START Data for this exercise
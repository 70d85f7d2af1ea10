//! Drive control parameters

// ---------------------------------------------------------------------------
// IMPORTS
// ---------------------------------------------------------------------------

// External
use serde::Deserialize;

// Internal
use super::{DriveCtrlError, PidGains, SpeedPolicy};

// ---------------------------------------------------------------------------
// DATA STRUCTURES
// ---------------------------------------------------------------------------

/// Parameters for drive control
#[derive(Deserialize, Debug, Clone, PartialEq)]
pub struct Params {

    // ---- CONTROLLERS ----

    /// Steering (cross track error) controller gains
    pub steer_gains: PidGains,

    /// Speed error controller gains
    pub speed_gains: PidGains,

    // ---- LIMITS ----

    /// Speed targeted when the vehicle is perfectly on the path
    pub max_speed: f64,

    /// Maximum physical steering angle.
    ///
    /// Units: degrees
    pub max_steer_angle_deg: f64,

    // ---- SPEED POLICIES ----

    /// The default speed policy, used by `State::proc`
    #[serde(default)]
    pub speed_policy: SpeedPolicy,

    /// Target speed at full steering lock under the steer magnitude policy
    pub full_steer_speed: f64,

    /// Target speed at unit penalty under the error magnitude policy
    pub min_recovery_speed: f64,

    /// The error magnitude policy only applies a penalty above this speed
    pub recovery_speed_threshold: f64,

    /// The error magnitude policy only applies a penalty above this error
    /// magnitude (half the absolute cross track error)
    pub min_error_magnitude: f64,

    // ---- SCALING ----

    /// The steering correction is divided by `speed / steer_norm_speed_divisor`
    pub steer_norm_speed_divisor: f64,

    /// Speeds below this value are replaced by it when normalising the
    /// steering correction
    pub min_norm_speed: f64,

    /// The throttle correction is divided by this before shaping
    pub throttle_scale: f64
}

// ---------------------------------------------------------------------------
// IMPLEMENTATIONS
// ---------------------------------------------------------------------------

impl Default for Params {
    fn default() -> Self {
        Self {
            steer_gains: PidGains::new(1.5, 0.004, 10.0),
            speed_gains: PidGains::new(1.0, 0.004, 2.0),
            max_speed: 50.0,
            max_steer_angle_deg: 25.0,
            speed_policy: SpeedPolicy::SteerMagnitude,
            full_steer_speed: 20.0,
            min_recovery_speed: 10.0,
            recovery_speed_threshold: 15.0,
            min_error_magnitude: 1e-3,
            steer_norm_speed_divisor: 4.0,
            min_norm_speed: 1e-3,
            throttle_scale: 100.0
        }
    }
}

impl Params {
    /// Check the parameters are usable, returning the first problem found.
    pub fn validate(&self) -> Result<(), DriveCtrlError> {
        validate_gains("steer_gains", &self.steer_gains)?;
        validate_gains("speed_gains", &self.speed_gains)?;

        check("max_speed", self.max_speed, |v| v >= 0.0, "must be non-negative")?;
        check("max_steer_angle_deg", self.max_steer_angle_deg, |v| v > 0.0, "must be positive")?;

        let max_speed = self.max_speed;
        check(
            "full_steer_speed", 
            self.full_steer_speed, 
            |v| v >= 0.0 && v <= max_speed, 
            "must be between zero and max_speed"
        )?;
        check(
            "min_recovery_speed", 
            self.min_recovery_speed, 
            |v| v >= 0.0 && v <= max_speed, 
            "must be between zero and max_speed"
        )?;
        check(
            "recovery_speed_threshold", 
            self.recovery_speed_threshold, 
            |v| v >= 0.0, 
            "must be non-negative"
        )?;
        check("min_error_magnitude", self.min_error_magnitude, |v| v >= 0.0, "must be non-negative")?;

        check(
            "steer_norm_speed_divisor", 
            self.steer_norm_speed_divisor, 
            |v| v > 0.0, 
            "must be positive"
        )?;
        check("min_norm_speed", self.min_norm_speed, |v| v > 0.0, "must be positive")?;
        check("throttle_scale", self.throttle_scale, |v| v > 0.0, "must be positive")?;

        Ok(())
    }
}

// ---------------------------------------------------------------------------
// FUNCTIONS
// ---------------------------------------------------------------------------

/// Check a set of controller gains.
pub(crate) fn validate_gains(name: &'static str, gains: &PidGains) -> Result<(), DriveCtrlError> {
    if !util::maths::all_finite(&[gains.k_p, gains.k_i, gains.k_d]) {
        return Err(DriveCtrlError::InvalidParam(name, format!("gains must be finite, got {:?}", gains)))
    }

    match gains.integral_limit {
        Some(l) if !(l.is_finite() && l > 0.0) => Err(DriveCtrlError::InvalidParam(
            name, format!("integral limit must be positive and finite, got {}", l)
        )),
        _ => Ok(())
    }
}

fn check<F>(name: &'static str, value: f64, pred: F, reason: &str) -> Result<(), DriveCtrlError>
where
    F: Fn(f64) -> bool
{
    if value.is_finite() && pred(value) {
        Ok(())
    }
    else {
        Err(DriveCtrlError::InvalidParam(name, format!("{}, got {}", reason, value)))
    }
}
END Data for this exercise
All lines of the listing holding the string "name" must be returned, copied as they stand.

pub(crate) fn validate_gains(name: &'static str, gains: &PidGains) -> Result<(), DriveCtrlError> {
        return Err(DriveCtrlError::InvalidParam(name, format!("gains must be finite, got {:?}", gains)))
            name, format!("integral limit must be positive and finite, got {}", l)
fn check<F>(name: &'static str, value: f64, pred: F, reason: &str) -> Result<(), DriveCtrlError>
        Err(DriveCtrlError::InvalidParam(name, format!("{}, got {}", reason, value)))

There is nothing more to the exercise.